**Your objective:** "shown" is the word to look for; copy each line of the listing where it occurs.

**Information:**
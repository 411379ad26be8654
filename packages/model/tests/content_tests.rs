//! Editing helpers driven through the model, checked in dev notation.

use quire_model::dev_utils::{get_data, set_data, stringify};
use quire_model::schema::{BLOCK, TEXT};
use quire_model::{
    Attributes, DeleteContentOptions, Direction, HasContentOptions, MarkerOptions, Model, ModelConfig, ModifySelectionOptions, NodeId, Range, SchemaItemDefinition,
    Selection, SelectionTarget, SelectionUnit,
};
use serde_json::json;

fn model_with(data: &str) -> Model {
    let model = Model::new();
    model.schema_mut().register("image", SchemaItemDefinition {
        allow_where: Some(BLOCK.into()),
        is_object: true,
        ..Default::default()
    });
    set_data(&model, None, data).unwrap();
    model
}

fn data(model: &Model) -> String {
    get_data(model, None, true).unwrap()
}

fn main_root(model: &Model) -> NodeId {
    model.document().get_root("main").unwrap()
}

#[test]
fn test_insert_text_at_collapsed_selection() {
    let model = model_with("<paragraph>fo[]ar</paragraph>");

    let affected = model.insert_content("ob", SelectionTarget::Document).unwrap();

    assert_eq!(data(&model), "<paragraph>foob[]ar</paragraph>");
    let root = main_root(&model);
    let shown = Selection::new(model.document().tree(), affected, false).unwrap();
    assert_eq!(stringify(model.document().tree(), root, Some(&shown)), "<paragraph>fo[ob]ar</paragraph>");
}

#[test]
fn test_insert_text_replaces_selected_content() {
    let model = model_with("<paragraph>f[oo</paragraph><paragraph>ba]r</paragraph>");

    model.insert_content("xyz", SelectionTarget::Document).unwrap();

    assert_eq!(data(&model), "<paragraph>fxyz[]r</paragraph>");
}

#[test]
fn test_insert_content_drops_disallowed_attributes() {
    let model = model_with("<paragraph>fo[]ar</paragraph>");
    model.schema_mut().extend(TEXT, |definition| definition.allow_attributes.push("bold".into()));
    let text = model
        .change(|writer| {
            let mut attributes = Attributes::new();
            attributes.insert("bold".into(), json!(true));
            attributes.insert("italic".into(), json!(true));
            writer.create_text("ob", attributes)
        })
        .unwrap();

    model.insert_content(text, SelectionTarget::Document).unwrap();

    assert_eq!(get_data(&model, None, false).unwrap(), r#"<paragraph>fo<$text bold="true">ob</$text>ar</paragraph>"#);
}

#[test]
fn test_insert_content_into_standalone_selection() {
    let model = model_with("<paragraph>[]foo</paragraph>");
    let root = main_root(&model);
    let paragraph = model.document().tree().child(root, 0).unwrap();
    let mut selection = Selection::collapsed_at(model.create_position_at(paragraph, 3).unwrap());

    model.insert_content("!", SelectionTarget::Selection(&mut selection)).unwrap();

    // The document selection moves with the content but is not replaced.
    assert_eq!(data(&model), "<paragraph>[]foo!</paragraph>");
    assert_eq!(selection.first_position().unwrap().path, vec![0, 4]);
}

#[test]
fn test_delete_content_merges_blocks() {
    let model = model_with("<paragraph>fo[o</paragraph><paragraph>ba]r</paragraph>");

    model.delete_content(SelectionTarget::Document, DeleteContentOptions::default()).unwrap();

    assert_eq!(data(&model), "<paragraph>fo[]r</paragraph>");
}

#[test]
fn test_delete_content_leave_unmerged() {
    let model = model_with("<paragraph>fo[o</paragraph><paragraph>ba]r</paragraph>");

    model
        .delete_content(SelectionTarget::Document, DeleteContentOptions {
            leave_unmerged: true,
            ..Default::default()
        })
        .unwrap();

    assert_eq!(data(&model), "<paragraph>fo[]</paragraph><paragraph>r</paragraph>");
}

#[test]
fn test_delete_entire_content_leaves_paragraph() {
    let model = model_with("<paragraph>[foo</paragraph><paragraph>bar]</paragraph>");

    model.delete_content(SelectionTarget::Document, DeleteContentOptions::default()).unwrap();

    assert_eq!(data(&model), "<paragraph>[]</paragraph>");
}

#[test]
fn test_delete_collapsed_selection_is_noop() {
    let model = model_with("<paragraph>fo[]o</paragraph>");
    let version = model.document().version();

    model.delete_content(SelectionTarget::Document, DeleteContentOptions::default()).unwrap();

    assert_eq!(model.document().version(), version);
    assert_eq!(data(&model), "<paragraph>fo[]o</paragraph>");
}

#[test]
fn test_get_selected_content_flat() {
    let model = model_with("<paragraph>f[oo]</paragraph>");
    let selection = model.document().selection().as_selection().clone();

    let fragment = model.get_selected_content(&selection).unwrap();

    assert_eq!(stringify(model.document().tree(), fragment, None), "oo");
    assert_eq!(data(&model), "<paragraph>f[oo]</paragraph>");
}

#[test]
fn test_get_selected_content_across_blocks() {
    let model = model_with("<paragraph>f[oo</paragraph><paragraph>ba]r</paragraph>");
    let selection = model.document().selection().as_selection().clone();

    let fragment = model.get_selected_content(&selection).unwrap();

    assert_eq!(stringify(model.document().tree(), fragment, None), "<paragraph>oo</paragraph><paragraph>ba</paragraph>");
}

#[test]
fn test_modify_selection_by_character() {
    let model = model_with("<paragraph>fo[]o</paragraph>");

    model.modify_selection(SelectionTarget::Document, ModifySelectionOptions::default()).unwrap();

    assert_eq!(data(&model), "<paragraph>fo[o]</paragraph>");
}

#[test]
fn test_modify_selection_crosses_block_boundary() {
    let model = model_with("<paragraph>foo[]</paragraph><paragraph>bar</paragraph>");

    model.modify_selection(SelectionTarget::Document, ModifySelectionOptions::default()).unwrap();

    assert_eq!(data(&model), "<paragraph>foo[</paragraph><paragraph>]bar</paragraph>");
}

#[test]
fn test_modify_selection_by_word() {
    let model = model_with("<paragraph>[]foo bar</paragraph>");

    model
        .modify_selection(SelectionTarget::Document, ModifySelectionOptions {
            unit: SelectionUnit::Word,
            ..Default::default()
        })
        .unwrap();

    assert_eq!(data(&model), "<paragraph>[foo] bar</paragraph>");
}

#[test]
fn test_modify_selection_stops_at_document_start() {
    let model = model_with("<paragraph>[]foo</paragraph>");

    model
        .modify_selection(SelectionTarget::Document, ModifySelectionOptions {
            direction: Direction::Backward,
            ..Default::default()
        })
        .unwrap();

    assert_eq!(data(&model), "<paragraph>[]foo</paragraph>");
}

#[test]
fn test_modify_selection_steps_over_object() {
    let model = model_with("<paragraph>foo</paragraph>[]<image></image><paragraph>bar</paragraph>");

    model.modify_selection(SelectionTarget::Document, ModifySelectionOptions::default()).unwrap();

    assert_eq!(data(&model), "<paragraph>foo</paragraph>[<image></image>]<paragraph>bar</paragraph>");
}

#[test]
fn test_has_content() {
    let model = model_with("<paragraph>  </paragraph><paragraph></paragraph><paragraph>x</paragraph>");
    let root = main_root(&model);
    let (blank, empty, filled) = {
        let document = model.document();
        let tree = document.tree();
        (tree.child(root, 0).unwrap(), tree.child(root, 1).unwrap(), tree.child(root, 2).unwrap())
    };

    assert!(model.has_content(blank, HasContentOptions::default()));
    assert!(!model.has_content(blank, HasContentOptions {
        ignore_whitespaces: Some(true),
        ..Default::default()
    }));
    assert!(!model.has_content(empty, HasContentOptions::default()));
    assert!(model.has_content(filled, HasContentOptions::default()));
    assert!(model.has_content(root, HasContentOptions::default()));

    let collapsed = Range::collapsed(model.create_position_at(filled, 0).unwrap());
    assert!(!model.has_content(collapsed, HasContentOptions::default()));
}

#[test]
fn test_has_content_whitespace_default_follows_config() {
    let config = ModelConfig::from_json_str(r#"{ "trimWhitespaceInHasContent": true }"#).unwrap();
    let model = Model::with_config(config).unwrap();
    set_data(&model, None, "<paragraph> </paragraph>").unwrap();
    let blank = model.document().tree().child(main_root(&model), 0).unwrap();

    assert!(!model.has_content(blank, HasContentOptions::default()));
    assert!(model.has_content(blank, HasContentOptions {
        ignore_whitespaces: Some(false),
        ..Default::default()
    }));
}

#[test]
fn test_has_content_counts_data_markers() {
    let model = model_with("<paragraph></paragraph><paragraph></paragraph>");
    let root = main_root(&model);
    let first = model.document().tree().child(root, 0).unwrap();

    assert!(!model.has_content(root, HasContentOptions::default()));

    model
        .change(|writer| {
            writer.add_marker("comment", MarkerOptions {
                range: writer.create_range_on(first)?,
                using_operation: false,
                affects_data: true,
            })
        })
        .unwrap();

    assert!(model.has_content(root, HasContentOptions::default()));
    assert!(!model.has_content(root, HasContentOptions {
        ignore_markers: true,
        ..Default::default()
    }));
}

**Output below:**
    let shown = Selection::new(model.document().tree(), affected, false).unwrap();
    assert_eq!(stringify(model.document().tree(), root, Some(&shown)), "<paragraph>fo[ob]ar</paragraph>");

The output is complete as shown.